Wu Baolin
Division of Biostatistics, School of Public Health, University of Minnesota, A460 Mayo Building, MMC 303, Minneapolis, MN 55455, USA.
Bioinformatics. 2006 Feb 15;22(4):472-6. doi: 10.1093/bioinformatics/bti827. Epub 2005 Dec 13.

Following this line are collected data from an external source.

#[cfg(test)]
pub(crate) mod tests {
    use super::*;
    use std::sync::atomic::{AtomicUsize, Ordering};
    use tempfile::tempdir;
    use crate::formula::tests::sample;

    pub(crate) struct FakeFetcher {
        pub bytes: Vec<u8>,
        pub evicted: AtomicUsize,
    }

    impl FakeFetcher {
        pub(crate) fn new(bytes: &[u8]) -> Self {
            Self { bytes: bytes.to_vec(), evicted: AtomicUsize::new(0) }
        }
    }

    impl SourceFetcher for FakeFetcher {
        fn fetch(&self, _url: &str, _cancel: &Cancellation) -> Result<Vec<u8>> {
            Ok(self.bytes.clone())
        }

        fn evict(&self, _url: &str) {
            self.evicted.fetch_add(1, Ordering::SeqCst);
        }
    }

    /// Writes the source bytes straight into a `main.go` file.
    pub(crate) struct FlatUnpacker;

    impl SourceUnpacker for FlatUnpacker {
        fn unpack(&self, bytes: &[u8], dest: &Path) -> Result<PathBuf> {
            std::fs::create_dir_all(dest)?;
            std::fs::write(dest.join("main.go"), bytes)?;
            Ok(dest.to_path_buf())
        }
    }

    /// Writes `artifact` to the `-o=` path, or fails with `stderr`.
    pub(crate) struct FakeToolchain {
        pub artifact: Vec<u8>,
        pub fail_with: Option<String>,
        pub calls: AtomicUsize,
        pub last_args: std::sync::Mutex<Vec<String>>,
    }

    impl FakeToolchain {
        pub(crate) fn producing(artifact: &[u8]) -> Self {
            Self {
                artifact: artifact.to_vec(),
                fail_with: None,
                calls: AtomicUsize::new(0),
                last_args: std::sync::Mutex::new(Vec::new()),
            }
        }
    }

    impl Toolchain for FakeToolchain {
        fn name(&self) -> &str {
            "fake"
        }

        fn invoke(
            &self,
            _source_dir: &Path,
            args: &[String],
            _timeout: Duration,
            _cancel: &Cancellation,
        ) -> std::result::Result<ProcessOutput, ProcessError> {
            self.calls.fetch_add(1, Ordering::SeqCst);
            *self.last_args.lock().unwrap() = args.to_vec();
            if let Some(stderr) = &self.fail_with {
                return Ok(ProcessOutput { code: Some(1), stdout: String::new(), stderr: stderr.clone() });
            }
            let output = args
                .iter()
                .find_map(|a| a.strip_prefix("-o="))
                .expect("output flag");
            let output = Path::new(output);
            std::fs::create_dir_all(output.parent().unwrap()).unwrap();
            std::fs::write(output, &self.artifact).unwrap();
            Ok(ProcessOutput { code: Some(0), ..Default::default() })
        }
    }

    const SOURCE: &[u8] = b"package main\nfunc main() {}\n";

    fn orchestrator(fetcher: Arc<FakeFetcher>, toolchain: Arc<FakeToolchain>) -> BuildOrchestrator {
        BuildOrchestrator::new(fetcher, Arc::new(FlatUnpacker), toolchain, Duration::from_secs(5))
    }

    #[test]
    fn test_build_flags_embed_metadata() {
        let formula = sample("zipcmt", "1.4.6", &sha256_hex(SOURCE));
        let args = build_flags(&formula, Path::new("/tmp/out/zipcmt"));
        assert_eq!(args[0], "build");
        assert_eq!(args[1], "-trimpath");
        assert_eq!(args[2], "-o=/tmp/out/zipcmt");
        assert_eq!(
            args[3],
            "-ldflags=-s -w -X main.version=1.4.6 -X main.commit=4bb4c718fb9825efb22539b9311165837faacddc -X main.date=2026-02-06T20:58:46+11:00"
        );
        assert_eq!(args.len(), 4);
        // Two -X pairs per constant plus -s and -w.
        assert_eq!(ldflags(&formula).split_whitespace().count(), 8);
    }

    #[test]
    fn test_build_flags_use_symbol_package_and_extra_flags() {
        let mut formula = sample("zipcmt", "1.4.6", &sha256_hex(SOURCE));
        formula.build.symbol_package = "github.com/bengarrett/zipcmt/internal/misc".into();
        formula.build.extra_flags = vec!["./cmd/zipcmt".into()];
        let args = build_flags(&formula, Path::new("out"));
        assert!(args[3].contains("-X github.com/bengarrett/zipcmt/internal/misc.commit="));
        assert_eq!(args.last().unwrap(), "./cmd/zipcmt");
    }

    /// Raises `cancel` once the first chunk has been handed out.
    struct CancellingReader {
        cancel: Cancellation,
        served: usize,
    }

    impl Read for CancellingReader {
        fn read(&mut self, buf: &mut [u8]) -> std::io::Result<usize> {
            self.served += 1;
            self.cancel.cancel();
            buf[0] = b'x';
            Ok(1)
        }
    }

    #[test]
    fn test_download_reads_until_end() {
        let data = vec![7u8; DOWNLOAD_CHUNK * 2 + 3];
        let bytes = read_cancellable(std::io::Cursor::new(data.clone()), &Cancellation::new()).unwrap();
        assert_eq!(bytes, data);
    }

    #[test]
    fn test_download_stops_when_cancelled() {
        let cancel = Cancellation::new();
        let mut reader = CancellingReader { cancel: cancel.clone(), served: 0 };
        assert!(read_cancellable(&mut reader, &cancel).is_err());
        assert_eq!(reader.served, 1);
    }

    #[test]
    fn test_checksum_mismatch_never_invokes_toolchain() {
        let dest = tempdir().unwrap();
        let fetcher = Arc::new(FakeFetcher::new(b"tampered"));
        let toolchain = Arc::new(FakeToolchain::producing(b"binary"));
        let formula = sample("zipcmt", "1.4.6", &sha256_hex(SOURCE));

        let err = orchestrator(fetcher.clone(), toolchain.clone())
            .build(&formula, dest.path(), &Cancellation::new())
            .unwrap_err();
        assert!(matches!(err, BuildError::Integrity { .. }));
        assert_eq!(err.step(), BuildStep::Checksum);
        assert_eq!(toolchain.calls.load(Ordering::SeqCst), 0);
        assert_eq!(fetcher.evicted.load(Ordering::SeqCst), 1);
        assert_eq!(std::fs::read_dir(dest.path()).unwrap().count(), 0);
    }

    #[test]
    fn test_successful_build_installs_binary() {
        let dest = tempdir().unwrap();
        let toolchain = Arc::new(FakeToolchain::producing(b"binary"));
        let formula = sample("zipcmt", "1.4.6", &sha256_hex(SOURCE));
        let path = orchestrator(Arc::new(FakeFetcher::new(SOURCE)), toolchain.clone())
            .build(&formula, &dest.path().join("bin"), &Cancellation::new())
            .unwrap();
        assert_eq!(path, dest.path().join("bin").join("zipcmt"));
        assert_eq!(std::fs::read(&path).unwrap(), b"binary");
        assert_eq!(toolchain.calls.load(Ordering::SeqCst), 1);
        assert!(toolchain.last_args.lock().unwrap()[3].contains("main.version=1.4.6"));
        // only the binary, no staging leftovers
        assert_eq!(std::fs::read_dir(dest.path().join("bin")).unwrap().count(), 1);
        #[cfg(unix)]
        assert!(crate::util::is_executable(&path));
    }

    #[test]
    fn test_toolchain_failure_installs_nothing() {
        let dest = tempdir().unwrap();
        let mut toolchain = FakeToolchain::producing(b"binary");
        toolchain.fail_with = Some("main.go:1: syntax error".into());
        let formula = sample("zipcmt", "1.4.6", &sha256_hex(SOURCE));
        let err = orchestrator(Arc::new(FakeFetcher::new(SOURCE)), Arc::new(toolchain))
            .build(&formula, dest.path(), &Cancellation::new())
            .unwrap_err();
        match &err {
            BuildError::Toolchain { stderr, .. } => assert_eq!(stderr, "main.go:1: syntax error"),
            other => panic!("unexpected error: {other}"),
        }
        assert_eq!(err.step(), BuildStep::Compile);
        assert_eq!(std::fs::read_dir(dest.path()).unwrap().count(), 0);
    }

    #[test]
    fn test_missing_artifact_is_reported() {
        let dest = tempdir().unwrap();
        struct SilentToolchain;
        impl Toolchain for SilentToolchain {
            fn name(&self) -> &str {
                "silent"
            }
            fn invoke(
                &self,
                _: &Path,
                _: &[String],
                _: Duration,
                _: &Cancellation,
            ) -> std::result::Result<ProcessOutput, ProcessError> {
                Ok(ProcessOutput { code: Some(0), ..Default::default() })
            }
        }
        let formula = sample("zipcmt", "1.4.6", &sha256_hex(SOURCE));
        let orchestrator = BuildOrchestrator::new(
            Arc::new(FakeFetcher::new(SOURCE)),
            Arc::new(FlatUnpacker),
            Arc::new(SilentToolchain),
            Duration::from_secs(5),
        );
        let err = orchestrator.build(&formula, dest.path(), &Cancellation::new()).unwrap_err();
        assert!(matches!(err, BuildError::MissingArtifact { .. }));
    }

    #[test]
    fn test_cancelled_build_stops_before_fetch() {
        let dest = tempdir().unwrap();
        let toolchain = Arc::new(FakeToolchain::producing(b"binary"));
        let cancel = Cancellation::new();
        cancel.cancel();
        let formula = sample("zipcmt", "1.4.6", &sha256_hex(SOURCE));
        let err = orchestrator(Arc::new(FakeFetcher::new(SOURCE)), toolchain.clone())
            .build(&formula, dest.path(), &cancel)
            .unwrap_err();
        assert!(matches!(err, BuildError::Cancelled { step: BuildStep::Fetch, .. }));
        assert_eq!(toolchain.calls.load(Ordering::SeqCst), 0);
    }

    #[test]
    fn test_rebuild_is_byte_identical() {
        let formula = sample("zipcmt", "1.4.6", &sha256_hex(SOURCE));
        let orchestrator = orchestrator(
            Arc::new(FakeFetcher::new(SOURCE)),
            Arc::new(FakeToolchain::producing(b"deterministic binary")),
        );
        let first = tempdir().unwrap();
        let second = tempdir().unwrap();
        let a = orchestrator.build(&formula, first.path(), &Cancellation::new()).unwrap();
        let b = orchestrator.build(&formula, second.path(), &Cancellation::new()).unwrap();
        assert_eq!(std::fs::read(a).unwrap(), std::fs::read(b).unwrap());
    }

    #[test]
    fn test_rebuild_replaces_existing_binary() {
        let dest = tempdir().unwrap();
        std::fs::write(dest.path().join("zipcmt"), b"old").unwrap();
        let formula = sample("zipcmt", "1.4.6", &sha256_hex(SOURCE));
        let path = orchestrator(
            Arc::new(FakeFetcher::new(SOURCE)),
            Arc::new(FakeToolchain::producing(b"new")),
        )
        .build(&formula, dest.path(), &Cancellation::new())
        .unwrap();
        assert_eq!(std::fs::read(path).unwrap(), b"new");
    }
}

Differential gene expression detection and sample classification using microarray data have received much research interest recently. Owing to the large number of genes p and small number of samples n (p >> n), microarray data analysis poses big challenges for statistical analysis. An obvious problem owing to the 'large p small n' is over-fitting. Just by chance, we are likely to find some non-differentially expressed genes that can classify the samples very well. The idea of shrinkage is to regularize the model parameters to reduce the effects of noise and produce reliable inferences. Shrinkage has been successfully applied in the microarray data analysis. The SAM statistics proposed by Tusher et al. and the 'nearest shrunken centroid' proposed by Tibshirani et al. are ad hoc shrinkage methods. Both methods are simple, intuitive and prove to be useful in empirical studies. Recently Wu proposed the penalized t/F-statistics with shrinkage by formally using the (1) penalized linear regression models for two-class microarray data, showing good performance. In this paper we systematically discussed the use of penalized regression models for analyzing microarray data. We generalize the two-class penalized t/F-statistics proposed by Wu to multi-class microarray data. We formally derive the ad hoc shrunken centroid used by Tibshirani et al. using the (1) penalized regression models. And we show that the penalized linear regression models provide a rigorous and unified statistical framework for sample classification and differential gene expression detection.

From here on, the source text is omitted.